What Are the Chances of Getting Capsular Contracture Again?

Capsular contracture (CC) is a complication of breast implant surgery where the body’s natural response to the implant—the formation of a scar tissue capsule—becomes exaggerated. This capsule hardens and tightens around the implant, leading to firmness, distortion, and potential discomfort in the breast. Experiencing CC once significantly increases the risk of recurrence during any subsequent revision procedure compared to a first-time augmentation. Understanding this elevated risk and the specific measures available to counteract it is necessary for anyone considering revision surgery.

Statistical Risk of Capsular Contracture Recurrence

The chances of capsular contracture recurring after revision surgery are notably higher than the risk associated with a primary augmentation. While the initial risk for a first-time procedure is often cited in single-digit percentages, the recurrence rate following a revision for CC generally falls between 25% and 40% in many studies. This broad range suggests that specific surgical techniques and patient factors play a significant role in the final outcome.
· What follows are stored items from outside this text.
use std::time::Duration;

use serde::Deserialize;

/// Engine-level configuration.
///
/// Controls operator defaults (applied when an operator definition omits the
/// corresponding property) and logging.
#[derive(Debug, Clone, PartialEq, Eq, Deserialize)]
#[serde(default, rename_all = "camelCase")]
pub struct EngineConfig {
    /// Identifier for this engine instance, attached to log spans.
    pub node_id: String,
    /// Default number of keys remembered by a `dedup` operator.
    pub dedup_window: usize,
    /// Default time a `joiner` waits for its correlated message, in milliseconds.
    pub join_timeout_ms: u64,
    /// Default number of unmatched right-side messages a `joiner` buffers.
    pub join_buffer_size: usize,
    /// Default timeout for `rpc` operator calls, in milliseconds.
    pub rpc_timeout_ms: u64,
    /// Logging settings.
    pub log: LogConfig,
}

impl Default for EngineConfig {
    fn default() -> Self {
        Self {
            node_id: String::new(),
            dedup_window: 1024,
            join_timeout_ms: 5_000,
            join_buffer_size: 1024,
            rpc_timeout_ms: 3_000,
            log: LogConfig::default(),
        }
    }
}

impl EngineConfig {
    /// Builds a config from `RELAY_*` environment variables, falling back to
    /// defaults for unset or unparsable values.
    #[must_use]
    pub fn from_env() -> Self {
        let defaults = Self::default();
        Self {
            node_id: env_or("RELAY_NODE_ID", defaults.node_id),
            dedup_window: env_or_parse("RELAY_DEDUP_WINDOW", defaults.dedup_window),
            join_timeout_ms: env_or_parse("RELAY_JOIN_TIMEOUT_MS", defaults.join_timeout_ms),
            join_buffer_size: env_or_parse("RELAY_JOIN_BUFFER_SIZE", defaults.join_buffer_size),
            rpc_timeout_ms: env_or_parse("RELAY_RPC_TIMEOUT_MS", defaults.rpc_timeout_ms),
            log: LogConfig {
                filter: env_or("RELAY_LOG", defaults.log.filter),
                json: env_or_parse("RELAY_LOG_JSON", defaults.log.json),
            },
        }
    }

    /// Parses a JSON config document. Missing fields take their defaults.
    ///
    /// # Errors
    ///
    /// Returns an error if the text is not valid JSON for this structure.
    pub fn from_json(text: &str) -> anyhow::Result<Self> {
        Ok(serde_json::from_str(text)?)
    }

    #[must_use]
    pub fn join_timeout(&self) -> Duration {
        Duration::from_millis(self.join_timeout_ms)
    }

    #[must_use]
    pub fn rpc_timeout(&self) -> Duration {
        Duration::from_millis(self.rpc_timeout_ms)
    }
}

/// Logging configuration consumed by [`init_tracing`](crate::logging::init_tracing).
#[derive(Debug, Clone, PartialEq, Eq, Deserialize)]
#[serde(default, rename_all = "camelCase")]
pub struct LogConfig {
    /// `EnvFilter` directive string used when `RUST_LOG` is unset.
    pub filter: String,
    /// Emit JSON lines instead of human-readable output.
    pub json: bool,
}

impl Default for LogConfig {
    fn default() -> Self {
        Self {
            filter: "info".to_string(),
            json: false,
        }
    }
}

fn env_or(key: &str, default: String) -> String {
    std::env::var(key).unwrap_or(default)
}

fn env_or_parse<T: std::str::FromStr>(key: &str, default: T) -> T {
    std::env::var(key)
        .ok()
        .and_then(|v| v.parse().ok())
        .unwrap_or(default)
}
The severity of the initial contracture influences the likelihood of it returning. CC is classified using the Baker Grade system, ranging from Grade I (soft, normal) to Grade IV (painful, hard, and distorted). Higher Baker Grades (III and IV) indicate a more aggressive biological response, translating to a higher potential for recurrence without proactive surgical measures.

The context of the original surgery matters, as revision procedures following implant-based breast reconstruction often carry a higher contracture rate. These cases may involve prior radiation or tissue manipulation, resulting in rates reported around 10.4% at three years, compared to cosmetic augmentation revisions.

Recurrence requires a comprehensive approach addressing all known risk contributors. Modifiable patient factors, such as smoking, increase the risk of contracture formation and recurrence. Complications like a hematoma (blood collection) or seroma (fluid collection) during initial recovery also raise the risk for future contracture. Studies using modern techniques have reported recurrence rates as low as 3.4% in revision cohorts, highlighting the impact of advanced strategies.

Surgical Techniques to Lower Future Risk

The most definitive action taken during revision surgery to reduce recurrence is the complete removal of the existing scar tissue capsule, known as a total capsulectomy. This procedure is necessary because the capsule is composed of reactive, fibrotic tissue prone to re-contracting. Studies show that performing a total capsulectomy results in a significantly lower rate of recurrence compared to a partial removal, such as an anterior capsulectomy.

Another powerful surgical strategy involves changing the location of the implant pocket. If the original implants were placed above the chest muscle (subglandular), moving them partially or fully beneath the chest muscle (submuscular) is strongly recommended. The submuscular position is associated with a lower incidence of capsular contracture, likely due to better tissue coverage and less exposure to breast gland tissue. Placing the new implant in a different tissue plane, often called a “pocket change,” helps distance the implant from the compromised original tissues.

The choice of implant surface is also a consideration. Textured implants were historically used to disrupt scar tissue organization, but safety concerns have led many surgeons to prefer modern, smooth-surfaced or microtextured implants combined with meticulous technique. The overall surgical approach must also prioritize minimizing tissue trauma and bleeding, as blood accumulation around the implant pocket is a known inflammatory trigger for contracture.

Post-Operative Strategies for Prevention

After revision surgery, patient-managed care and pharmacological support are important for maintaining the surgical result and preventing the re-tightening of the new capsule. The most common non-surgical intervention is the consistent use of massage protocols. The purpose of implant massage is mechanical, aiming to keep the developing scar tissue loose and pliable and prevent the formation of a rigid capsule.

Surgeons often recommend a specific schedule, such as massaging the implants for three to five minutes, two or three times a day, particularly during the first few months. These exercises involve pushing the implant in different directions to ensure it remains freely mobile within the pocket, optimizing long-term softness. The exact technique and duration should be guided by the performing surgeon’s instructions.

Pharmacological interventions are another important tool, though they are considered off-label and require a physician’s guidance. Medications known as leukotriene receptor antagonists, such as Montelukast or Zafirlukast, may be prescribed to reduce the inflammatory response that drives scar tissue formation. These medications block chemical pathways that activate fibroblasts, the cells responsible for producing the contracting collagen fibers of the capsule. Evidence suggests these antagonists can be effective in preventing CC, but their use must be weighed against potential side effects.

Meticulous infection control during and after the procedure is essential, as subclinical bacterial contamination (biofilm) is considered a primary driver of contracture recurrence. This includes prophylactic antibiotics before the procedure and the use of antiseptic solutions to irrigate the implant pocket during surgery. Minimizing the risk of hematoma or seroma formation through surgical drains and careful tissue handling further reduces the potential for an inflammatory cascade that could stimulate recurrence.